Tags:AI, coherence-based probability logic and Nonmonotonic reasoning
Abstract:
This tutorial presents applications of coherence-based probability logic (CPL) to selected problems of philosophy and psychology as well as in the field of nonmonotonic reasoning. In particular, it illustrates how CPL can be used as a rationality framework for artificial and human reasoning under uncertainty. Normatively CPL prescribes how ideal cognition works under uncertainty. Descriptively, CPL allows for deriving testable psychological hypotheses.

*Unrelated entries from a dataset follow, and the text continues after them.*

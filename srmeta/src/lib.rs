pub mod client;
pub mod fake;
pub mod types;

pub use client::{AccessReview, MetaError, MetadataClient};
pub use fake::FakeMetadataClient;
pub use types::*;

After a brief characterisation of CPL, I illustrate why CPL provides a unified rationality framework for investigating problems in philosophy and psychology. Specifically, I show that coherence allows for a better understanding of many philosophical problems in logic, like the understanding and proper treatment of conditionals (if-then-constructions) and nonmonotonic reasoning (i.e., reasoning systems which allow for retracting conclusions in the light of new evidence). Moreover, I argue that CPL makes many interesting psychological predictions, some of which have been validated experimentally in recent years. For example, most people interpret beliefs in conditionals as conditional probabilities, draw coherent conclusions, reason nonmonotonic, and connexively.
The aim of my tutorial is to provide an overview on how CPL can serve as a unified rationality framework for studying diverse problems in different disciplines including the philosophy of logic, formal epistemology, and the psychology of reasoning.